*** Opening of Data records ***
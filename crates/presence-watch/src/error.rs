use companion_context::{PresenceError, PresenceErrorCode};
use thiserror::Error;

pub type Result<T, E = Error> = core::result::Result<T, E>;

#[derive(Debug, Error)]
pub enum Error {
    #[error("camera permission denied: {0}")]
    PermissionDenied(String),
    #[error("camera not available: {0}")]
    CameraNotAvailable(String),
    #[error("face detection model failed to load: {0}")]
    ModelLoad(String),
    #[error("detection failed: {0}")]
    Detection(String),
}

impl Error {
    /// Session-terminal failures map to a user-facing [`PresenceError`];
    /// per-frame detection errors do not.
    pub fn presence_error(&self) -> Option<PresenceError> {
        match self {
            Error::PermissionDenied(_) => Some(PresenceError::new(
                PresenceErrorCode::CameraPermissionDenied,
                "camera access permission is required",
            )),
            Error::CameraNotAvailable(msg) => Some(PresenceError::new(
                PresenceErrorCode::CameraNotAvailable,
                format!("camera is not available: {msg}"),
            )),
            Error::ModelLoad(_) => Some(PresenceError::new(
                PresenceErrorCode::ModelLoadFailed,
                "failed to load the face detection model",
            )),
            Error::Detection(_) => None,
        }
    }

    pub fn is_terminal(&self) -> bool {
        self.presence_error().is_some()
    }
}
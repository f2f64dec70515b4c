use crate::{
    BackendEvent, RecognitionBackend, Result, SessionSnapshot, SilenceAction, SilenceDetector,
    SpeechStream, StreamEvent, UtteranceOutbox, UtteranceSource,
};
use async_trait::async_trait;
use companion_context::{Clock, RecognitionMode, VoiceSettings};
use std::sync::Arc;
use std::time::Duration;

/// Push-to-talk presses shorter than this are treated as accidental.
const PUSH_TO_TALK_MIN: Duration = Duration::from_secs(1);

/// Continuous recognizer with interim results and silence auto-send.
pub struct BrowserBackend {
    stream: Box<dyn SpeechStream>,
    silence: SilenceDetector,
    outbox: UtteranceOutbox,
    clock: Arc<dyn Clock>,
    language: Option<String>,
    listening: bool,
    transcript: String,
    user_message: String,
    push_to_talk_since: Option<Duration>,
}

impl BrowserBackend {
    pub fn new(
        stream: Box<dyn SpeechStream>,
        settings: &VoiceSettings,
        clock: Arc<dyn Clock>,
        outbox: UtteranceOutbox,
    ) -> Self {
        Self {
            stream,
            silence: SilenceDetector::new(settings, clock.clone()),
            outbox,
            clock,
            language: settings.language.clone(),
            listening: false,
            transcript: String::new(),
            user_message: String::new(),
            push_to_talk_since: None,
        }
    }

    async fn open_stream(&mut self) -> Result<()> {
        if self.listening {
            self.stream.stop();
        }
        self.transcript.clear();
        self.user_message.clear();
        if let Err(e) = self.stream.start(self.language.as_deref()).await {
            self.listening = false;
            self.push_to_talk_since = None;
            return Err(e);
        }
        self.listening = true;
        self.silence.start();
        Ok(())
    }

    fn halt(&mut self) {
        self.silence.clear();
        self.listening = false;
        self.push_to_talk_since = None;
        self.stream.stop();
    }

    fn apply(&mut self, event: StreamEvent) -> bool {
        match event {
            StreamEvent::SpeechStarted => {
                self.silence.on_speech_start();
                self.outbox.mark_activity();
            }
            StreamEvent::Transcript { text, .. } => {
                self.silence.on_transcript(&text);
                if text.trim() != self.transcript.trim() && !text.trim().is_empty() {
                    self.outbox.mark_activity();
                }
                self.user_message.clone_from(&text);
                self.transcript = text;
            }
            StreamEvent::Ended => return true,
        }
        false
    }
}

#[async_trait]
impl RecognitionBackend for BrowserBackend {
    fn mode(&self) -> RecognitionMode {
        RecognitionMode::Browser
    }

    fn snapshot(&self) -> SessionSnapshot {
        SessionSnapshot {
            user_message: self.user_message.clone(),
            is_listening: self.listening,
            is_processing: false,
            silence_timeout_remaining: self.silence.remaining(&self.transcript),
        }
    }

    async fn start_listening(&mut self) -> Result<()> {
        self.open_stream().await?;
        tracing::info!("browser recognition started");
        Ok(())
    }

    async fn stop_listening(&mut self) -> Result<()> {
        self.silence.clear();
        self.listening = false;
        self.stream.stop();

        if let Some(since) = self.push_to_talk_since.take() {
            let held = self.clock.now().saturating_sub(since);
            if held >= PUSH_TO_TALK_MIN
                && !self.silence.is_ended()
                && self.outbox.deliver(&self.transcript, UtteranceSource::Voice)
            {
                self.user_message.clear();
            }
        }
        tracing::info!("browser recognition stopped");
        Ok(())
    }

    fn mark_push_to_talk(&mut self) {
        self.push_to_talk_since = Some(self.clock.now());
    }

    fn handle_input_change(&mut self, text: &str) {
        self.user_message = text.to_string();
    }

    async fn handle_send_message(&mut self) -> Result<bool> {
        if self.outbox.deliver(&self.user_message, UtteranceSource::Typed) {
            self.user_message.clear();
            return Ok(true);
        }
        Ok(false)
    }

    async fn tick(&mut self) -> Result<Option<BackendEvent>> {
        if !self.listening {
            return Ok(None);
        }

        let mut ended = false;
        while let Some(event) = self.stream.poll_event() {
            ended |= self.apply(event);
        }
        if ended {
            // the recognizer gave up on its own; keep the session alive
            tracing::debug!("recognizer ended while listening, restarting");
            self.open_stream().await?;
            return Ok(None);
        }

        match self.silence.check(&self.transcript) {
            SilenceAction::AutoSend(text) => {
                tracing::info!("silence detected, sending transcript");
                self.outbox.deliver(&text, UtteranceSource::Voice);
                self.user_message.clear();
                self.halt();
                Ok(Some(BackendEvent::AutoSent))
            }
            SilenceAction::AutoStop => {
                tracing::info!("no speech detected, stopping recognition");
                self.halt();
                Ok(Some(BackendEvent::NoSpeechTimeout))
            }
            SilenceAction::Continue | SilenceAction::SpeechEnded => Ok(None),
        }
    }
}

#[cfg(test)]
mod tests {
    use super::*;
    use crate::mock::MockProviders;
    use crate::{ProviderFactory, UserUtterance};
    use companion_context::{HomeContext, ManualClock};
    use tokio::sync::mpsc;

    struct Rig {
        backend: BrowserBackend,
        providers: MockProviders,
        clock: ManualClock,
        ctx: HomeContext,
        rx: mpsc::UnboundedReceiver<UserUtterance>,
    }

    fn rig() -> Rig {
        let providers = MockProviders::new();
        let clock = ManualClock::new();
        let ctx = HomeContext::new();
        let (tx, rx) = mpsc::unbounded_channel();
        let settings = VoiceSettings {
            no_speech_timeout_secs: 2.0,
            initial_speech_timeout_secs: 5.0,
            ..VoiceSettings::default()
        };
        let backend = BrowserBackend::new(
            providers.speech_stream().unwrap(),
            &settings,
            Arc::new(clock.clone()),
            UtteranceOutbox::new(tx, ctx.clone()),
        );
        Rig {
            backend,
            providers,
            clock,
            ctx,
            rx,
        }
    }

    fn transcript(text: &str) -> StreamEvent {
        StreamEvent::Transcript {
            text: text.to_string(),
            is_final: false,
        }
    }

    #[tokio::test]
    async fn test_interim_results_update_message() {
        let mut r = rig();
        r.backend.start_listening().await.unwrap();
        r.providers.push_stream_event(transcript("hel"));
        r.providers.push_stream_event(transcript("hello"));
        r.backend.tick().await.unwrap();

        let snap = r.backend.snapshot();
        assert!(snap.is_listening);
        assert_eq!(snap.user_message, "hello");
        assert_eq!(snap.silence_timeout_remaining, Some(Duration::from_secs(2)));
    }

    #[tokio::test]
    async fn test_silence_auto_sends_transcript() {
        let mut r = rig();
        r.backend.start_listening().await.unwrap();
        r.providers.push_stream_event(transcript("what time is it"));
        r.backend.tick().await.unwrap();

        r.clock.advance_secs(2);
        let ev = r.backend.tick().await.unwrap();
        assert_eq!(ev, Some(BackendEvent::AutoSent));
        assert_eq!(r.rx.try_recv().unwrap().text, "what time is it");
        // one for the transcript, one for the delivery
        assert_eq!(r.ctx.user_activity_seq(), 2);

        let snap = r.backend.snapshot();
        assert!(!snap.is_listening);
        assert!(snap.user_message.is_empty());
        assert_eq!(snap.silence_timeout_remaining, None);
    }

    #[tokio::test]
    async fn test_ongoing_speech_counts_as_activity() {
        let mut r = rig();
        r.backend.start_listening().await.unwrap();
        r.providers.push_stream_event(StreamEvent::SpeechStarted);
        r.backend.tick().await.unwrap();
        assert_eq!(r.ctx.user_activity_seq(), 1);

        r.providers.push_stream_event(transcript("good"));
        r.providers.push_stream_event(transcript("good"));
        r.providers.push_stream_event(transcript("good morning"));
        r.backend.tick().await.unwrap();
        assert_eq!(r.ctx.user_activity_seq(), 3);
        assert!(r.rx.try_recv().is_err());
    }

    #[tokio::test]
    async fn test_initial_silence_stops() {
        let mut r = rig();
        r.backend.start_listening().await.unwrap();
        r.clock.advance_secs(5);
        let ev = r.backend.tick().await.unwrap();
        assert_eq!(ev, Some(BackendEvent::NoSpeechTimeout));
        assert!(!r.backend.is_listening());
        assert!(r.rx.try_recv().is_err());
    }

    #[tokio::test]
    async fn test_push_to_talk_sends_on_release() {
        let mut r = rig();
        r.backend.mark_push_to_talk();
        r.backend.start_listening().await.unwrap();
        r.providers.push_stream_event(transcript("turn on the lights"));
        r.backend.tick().await.unwrap();
        r.clock.advance(Duration::from_millis(1200));
        r.backend.stop_listening().await.unwrap();
        assert_eq!(r.rx.try_recv().unwrap().text, "turn on the lights");
    }

    #[tokio::test]
    async fn test_short_push_to_talk_is_ignored() {
        let mut r = rig();
        r.backend.mark_push_to_talk();
        r.backend.start_listening().await.unwrap();
        r.providers.push_stream_event(transcript("oops"));
        r.backend.tick().await.unwrap();
        r.clock.advance(Duration::from_millis(300));
        r.backend.stop_listening().await.unwrap();
        assert!(r.rx.try_recv().is_err());
        assert_eq!(r.backend.snapshot().user_message, "oops");
    }

    #[tokio::test]
    async fn test_typed_message() {
        let mut r = rig();
        r.backend.handle_input_change("  ");
        assert!(!r.backend.handle_send_message().await.unwrap());
        r.backend.handle_input_change("typed hello");
        assert!(r.backend.handle_send_message().await.unwrap());
        let got = r.rx.try_recv().unwrap();
        assert_eq!(got.source, UtteranceSource::Typed);
        assert!(r.backend.snapshot().user_message.is_empty());
    }

    #[tokio::test]
    async fn test_recognizer_end_restarts() {
        let mut r = rig();
        r.backend.start_listening().await.unwrap();
        r.providers.push_stream_event(StreamEvent::Ended);
        r.backend.tick().await.unwrap();
        assert!(r.backend.is_listening());
        assert_eq!(r.providers.count("stream.start"), 2);
    }

    #[tokio::test]
    async fn test_permission_denied_leaves_idle() {
        let mut r = rig();
        r.providers.deny_microphone();
        let err = r.backend.start_listening().await.unwrap_err();
        assert!(err.is_terminal());
        assert!(!r.backend.is_listening());
    }
}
*** Close of Data records ***
### [What the task requires]
Search the records for the string "tracing" and, wherever a line contains it, please copy that line.

### [Output for this task]
        tracing::info!("browser recognition started");
        tracing::info!("browser recognition stopped");
            tracing::debug!("recognizer ended while listening, restarting");
                tracing::info!("silence detected, sending transcript");
                tracing::info!("no speech detected, stopping recognition");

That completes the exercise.